PROVIDED MATERIAL START

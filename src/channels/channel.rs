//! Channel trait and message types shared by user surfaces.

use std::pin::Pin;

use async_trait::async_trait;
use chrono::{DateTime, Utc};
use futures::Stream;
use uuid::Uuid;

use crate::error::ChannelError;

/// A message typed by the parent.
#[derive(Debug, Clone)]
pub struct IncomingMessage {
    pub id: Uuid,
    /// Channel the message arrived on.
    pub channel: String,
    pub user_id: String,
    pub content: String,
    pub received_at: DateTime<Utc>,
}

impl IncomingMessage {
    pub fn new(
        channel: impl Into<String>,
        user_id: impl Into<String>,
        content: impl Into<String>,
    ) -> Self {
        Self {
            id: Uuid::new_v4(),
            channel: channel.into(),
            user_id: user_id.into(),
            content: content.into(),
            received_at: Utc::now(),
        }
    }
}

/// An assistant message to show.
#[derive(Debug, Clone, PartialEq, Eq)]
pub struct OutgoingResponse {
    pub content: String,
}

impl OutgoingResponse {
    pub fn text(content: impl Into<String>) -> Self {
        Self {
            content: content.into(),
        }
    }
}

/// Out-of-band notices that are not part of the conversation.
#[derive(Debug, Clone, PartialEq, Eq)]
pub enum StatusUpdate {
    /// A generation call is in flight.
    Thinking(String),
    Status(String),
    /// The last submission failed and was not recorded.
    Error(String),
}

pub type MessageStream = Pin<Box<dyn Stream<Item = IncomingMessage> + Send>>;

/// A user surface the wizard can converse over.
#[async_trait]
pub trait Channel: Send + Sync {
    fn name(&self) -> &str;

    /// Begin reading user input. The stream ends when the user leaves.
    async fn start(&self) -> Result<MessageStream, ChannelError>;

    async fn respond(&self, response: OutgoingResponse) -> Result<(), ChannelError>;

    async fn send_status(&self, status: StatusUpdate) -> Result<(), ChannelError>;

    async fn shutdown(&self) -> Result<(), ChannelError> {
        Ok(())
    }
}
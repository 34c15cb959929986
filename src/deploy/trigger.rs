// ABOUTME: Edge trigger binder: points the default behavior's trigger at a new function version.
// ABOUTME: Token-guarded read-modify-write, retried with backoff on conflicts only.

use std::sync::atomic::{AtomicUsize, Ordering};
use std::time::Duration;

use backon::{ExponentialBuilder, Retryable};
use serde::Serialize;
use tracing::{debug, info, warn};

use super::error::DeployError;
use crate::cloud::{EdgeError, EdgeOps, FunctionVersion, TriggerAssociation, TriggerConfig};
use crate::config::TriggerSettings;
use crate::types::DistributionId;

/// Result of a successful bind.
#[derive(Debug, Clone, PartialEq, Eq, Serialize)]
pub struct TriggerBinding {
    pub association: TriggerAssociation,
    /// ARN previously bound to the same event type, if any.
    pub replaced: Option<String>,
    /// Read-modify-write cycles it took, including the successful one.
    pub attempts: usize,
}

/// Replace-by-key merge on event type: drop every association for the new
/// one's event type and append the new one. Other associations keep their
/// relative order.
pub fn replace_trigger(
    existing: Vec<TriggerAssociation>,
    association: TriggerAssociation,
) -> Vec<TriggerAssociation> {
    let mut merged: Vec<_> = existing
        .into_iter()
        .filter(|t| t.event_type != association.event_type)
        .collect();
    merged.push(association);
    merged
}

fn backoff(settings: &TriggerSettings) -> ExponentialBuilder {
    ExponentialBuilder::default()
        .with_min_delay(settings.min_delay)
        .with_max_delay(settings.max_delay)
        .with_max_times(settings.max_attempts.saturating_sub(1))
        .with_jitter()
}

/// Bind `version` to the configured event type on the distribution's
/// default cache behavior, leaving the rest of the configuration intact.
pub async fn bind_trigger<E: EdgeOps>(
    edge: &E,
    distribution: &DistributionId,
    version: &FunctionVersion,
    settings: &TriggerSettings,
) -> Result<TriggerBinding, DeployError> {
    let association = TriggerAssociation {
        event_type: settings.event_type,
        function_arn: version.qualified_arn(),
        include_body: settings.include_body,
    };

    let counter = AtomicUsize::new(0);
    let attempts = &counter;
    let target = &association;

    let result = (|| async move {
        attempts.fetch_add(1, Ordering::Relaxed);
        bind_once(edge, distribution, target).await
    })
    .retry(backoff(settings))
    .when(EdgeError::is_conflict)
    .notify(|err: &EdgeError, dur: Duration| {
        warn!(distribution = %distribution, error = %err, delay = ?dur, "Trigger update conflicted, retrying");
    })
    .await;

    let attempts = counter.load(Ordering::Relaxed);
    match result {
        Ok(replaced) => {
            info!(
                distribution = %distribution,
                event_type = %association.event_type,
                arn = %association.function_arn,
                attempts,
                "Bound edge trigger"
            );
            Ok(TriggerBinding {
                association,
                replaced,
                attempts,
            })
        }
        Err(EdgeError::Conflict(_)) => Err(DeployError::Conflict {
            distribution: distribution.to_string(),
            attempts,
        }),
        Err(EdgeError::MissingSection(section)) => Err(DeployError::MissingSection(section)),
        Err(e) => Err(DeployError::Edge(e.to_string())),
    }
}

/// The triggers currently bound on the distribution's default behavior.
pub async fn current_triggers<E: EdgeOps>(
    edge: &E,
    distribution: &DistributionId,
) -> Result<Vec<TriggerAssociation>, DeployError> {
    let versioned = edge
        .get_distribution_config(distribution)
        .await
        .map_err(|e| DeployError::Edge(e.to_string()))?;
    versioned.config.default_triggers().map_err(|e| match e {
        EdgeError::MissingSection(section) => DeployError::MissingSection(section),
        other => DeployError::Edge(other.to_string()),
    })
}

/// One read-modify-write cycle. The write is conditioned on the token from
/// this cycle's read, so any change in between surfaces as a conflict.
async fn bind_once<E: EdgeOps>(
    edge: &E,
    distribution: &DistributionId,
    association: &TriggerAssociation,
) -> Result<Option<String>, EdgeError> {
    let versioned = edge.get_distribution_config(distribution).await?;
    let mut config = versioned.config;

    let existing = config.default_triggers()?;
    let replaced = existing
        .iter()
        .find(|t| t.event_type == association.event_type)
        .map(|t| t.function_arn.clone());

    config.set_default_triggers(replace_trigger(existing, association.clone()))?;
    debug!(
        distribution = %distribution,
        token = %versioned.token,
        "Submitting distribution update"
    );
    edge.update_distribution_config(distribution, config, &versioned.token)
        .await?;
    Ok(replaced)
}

PROVIDED MATERIAL END

◆ **YOUR TASK**:
Would you print all of the material above exactly as written?

◆ **RESULT OF THE EXERCISE**:
filename src/channels/channel.rs
//! Channel trait and message types shared by user surfaces.

use std::pin::Pin;

use async_trait::async_trait;
use chrono::{DateTime, Utc};
use futures::Stream;
use uuid::Uuid;

use crate::error::ChannelError;

/// A message typed by the parent.
#[derive(Debug, Clone)]
pub struct IncomingMessage {
    pub id: Uuid,
    /// Channel the message arrived on.
    pub channel: String,
    pub user_id: String,
    pub content: String,
    pub received_at: DateTime<Utc>,
}

impl IncomingMessage {
    pub fn new(
        channel: impl Into<String>,
        user_id: impl Into<String>,
        content: impl Into<String>,
    ) -> Self {
        Self {
            id: Uuid::new_v4(),
            channel: channel.into(),
            user_id: user_id.into(),
            content: content.into(),
            received_at: Utc::now(),
        }
    }
}

/// An assistant message to show.
#[derive(Debug, Clone, PartialEq, Eq)]
pub struct OutgoingResponse {
    pub content: String,
}

impl OutgoingResponse {
    pub fn text(content: impl Into<String>) -> Self {
        Self {
            content: content.into(),
        }
    }
}

/// Out-of-band notices that are not part of the conversation.
#[derive(Debug, Clone, PartialEq, Eq)]
pub enum StatusUpdate {
    /// A generation call is in flight.
    Thinking(String),
    Status(String),
    /// The last submission failed and was not recorded.
    Error(String),
}

pub type MessageStream = Pin<Box<dyn Stream<Item = IncomingMessage> + Send>>;

/// A user surface the wizard can converse over.
#[async_trait]
pub trait Channel: Send + Sync {
    fn name(&self) -> &str;

    /// Begin reading user input. The stream ends when the user leaves.
    async fn start(&self) -> Result<MessageStream, ChannelError>;

    async fn respond(&self, response: OutgoingResponse) -> Result<(), ChannelError>;

    async fn send_status(&self, status: StatusUpdate) -> Result<(), ChannelError>;

    async fn shutdown(&self) -> Result<(), ChannelError> {
        Ok(())
    }
}
repository 34c15cb959929986
filename src/deploy/trigger.rs
// ABOUTME: Edge trigger binder: points the default behavior's trigger at a new function version.
// ABOUTME: Token-guarded read-modify-write, retried with backoff on conflicts only.

use std::sync::atomic::{AtomicUsize, Ordering};
use std::time::Duration;

use backon::{ExponentialBuilder, Retryable};
use serde::Serialize;
use tracing::{debug, info, warn};

use super::error::DeployError;
use crate::cloud::{EdgeError, EdgeOps, FunctionVersion, TriggerAssociation, TriggerConfig};
use crate::config::TriggerSettings;
use crate::types::DistributionId;

/// Result of a successful bind.
#[derive(Debug, Clone, PartialEq, Eq, Serialize)]
pub struct TriggerBinding {
    pub association: TriggerAssociation,
    /// ARN previously bound to the same event type, if any.
    pub replaced: Option<String>,
    /// Read-modify-write cycles it took, including the successful one.
    pub attempts: usize,
}

/// Replace-by-key merge on event type: drop every association for the new
/// one's event type and append the new one. Other associations keep their
/// relative order.
pub fn replace_trigger(
    existing: Vec<TriggerAssociation>,
    association: TriggerAssociation,
) -> Vec<TriggerAssociation> {
    let mut merged: Vec<_> = existing
        .into_iter()
        .filter(|t| t.event_type != association.event_type)
        .collect();
    merged.push(association);
    merged
}

fn backoff(settings: &TriggerSettings) -> ExponentialBuilder {
    ExponentialBuilder::default()
        .with_min_delay(settings.min_delay)
        .with_max_delay(settings.max_delay)
        .with_max_times(settings.max_attempts.saturating_sub(1))
        .with_jitter()
}

/// Bind `version` to the configured event type on the distribution's
/// default cache behavior, leaving the rest of the configuration intact.
pub async fn bind_trigger<E: EdgeOps>(
    edge: &E,
    distribution: &DistributionId,
    version: &FunctionVersion,
    settings: &TriggerSettings,
) -> Result<TriggerBinding, DeployError> {
    let association = TriggerAssociation {
        event_type: settings.event_type,
        function_arn: version.qualified_arn(),
        include_body: settings.include_body,
    };

    let counter = AtomicUsize::new(0);
    let attempts = &counter;
    let target = &association;

    let result = (|| async move {
        attempts.fetch_add(1, Ordering::Relaxed);
        bind_once(edge, distribution, target).await
    })
    .retry(backoff(settings))
    .when(EdgeError::is_conflict)
    .notify(|err: &EdgeError, dur: Duration| {
        warn!(distribution = %distribution, error = %err, delay = ?dur, "Trigger update conflicted, retrying");
    })
    .await;

    let attempts = counter.load(Ordering::Relaxed);
    match result {
        Ok(replaced) => {
            info!(
                distribution = %distribution,
                event_type = %association.event_type,
                arn = %association.function_arn,
                attempts,
                "Bound edge trigger"
            );
            Ok(TriggerBinding {
                association,
                replaced,
                attempts,
            })
        }
        Err(EdgeError::Conflict(_)) => Err(DeployError::Conflict {
            distribution: distribution.to_string(),
            attempts,
        }),
        Err(EdgeError::MissingSection(section)) => Err(DeployError::MissingSection(section)),
        Err(e) => Err(DeployError::Edge(e.to_string())),
    }
}

/// The triggers currently bound on the distribution's default behavior.
pub async fn current_triggers<E: EdgeOps>(
    edge: &E,
    distribution: &DistributionId,
) -> Result<Vec<TriggerAssociation>, DeployError> {
    let versioned = edge
        .get_distribution_config(distribution)
        .await
        .map_err(|e| DeployError::Edge(e.to_string()))?;
    versioned.config.default_triggers().map_err(|e| match e {
        EdgeError::MissingSection(section) => DeployError::MissingSection(section),
        other => DeployError::Edge(other.to_string()),
    })
}

/// One read-modify-write cycle. The write is conditioned on the token from
/// this cycle's read, so any change in between surfaces as a conflict.
async fn bind_once<E: EdgeOps>(
    edge: &E,
    distribution: &DistributionId,
    association: &TriggerAssociation,
) -> Result<Option<String>, EdgeError> {
    let versioned = edge.get_distribution_config(distribution).await?;
    let mut config = versioned.config;

    let existing = config.default_triggers()?;
    let replaced = existing
        .iter()
        .find(|t| t.event_type == association.event_type)
        .map(|t| t.function_arn.clone());

    config.set_default_triggers(replace_trigger(existing, association.clone()))?;
    debug!(
        distribution = %distribution,
        token = %versioned.token,
        "Submitting distribution update"
    );
    edge.update_distribution_config(distribution, config, &versioned.token)
        .await?;
    Ok(replaced)
}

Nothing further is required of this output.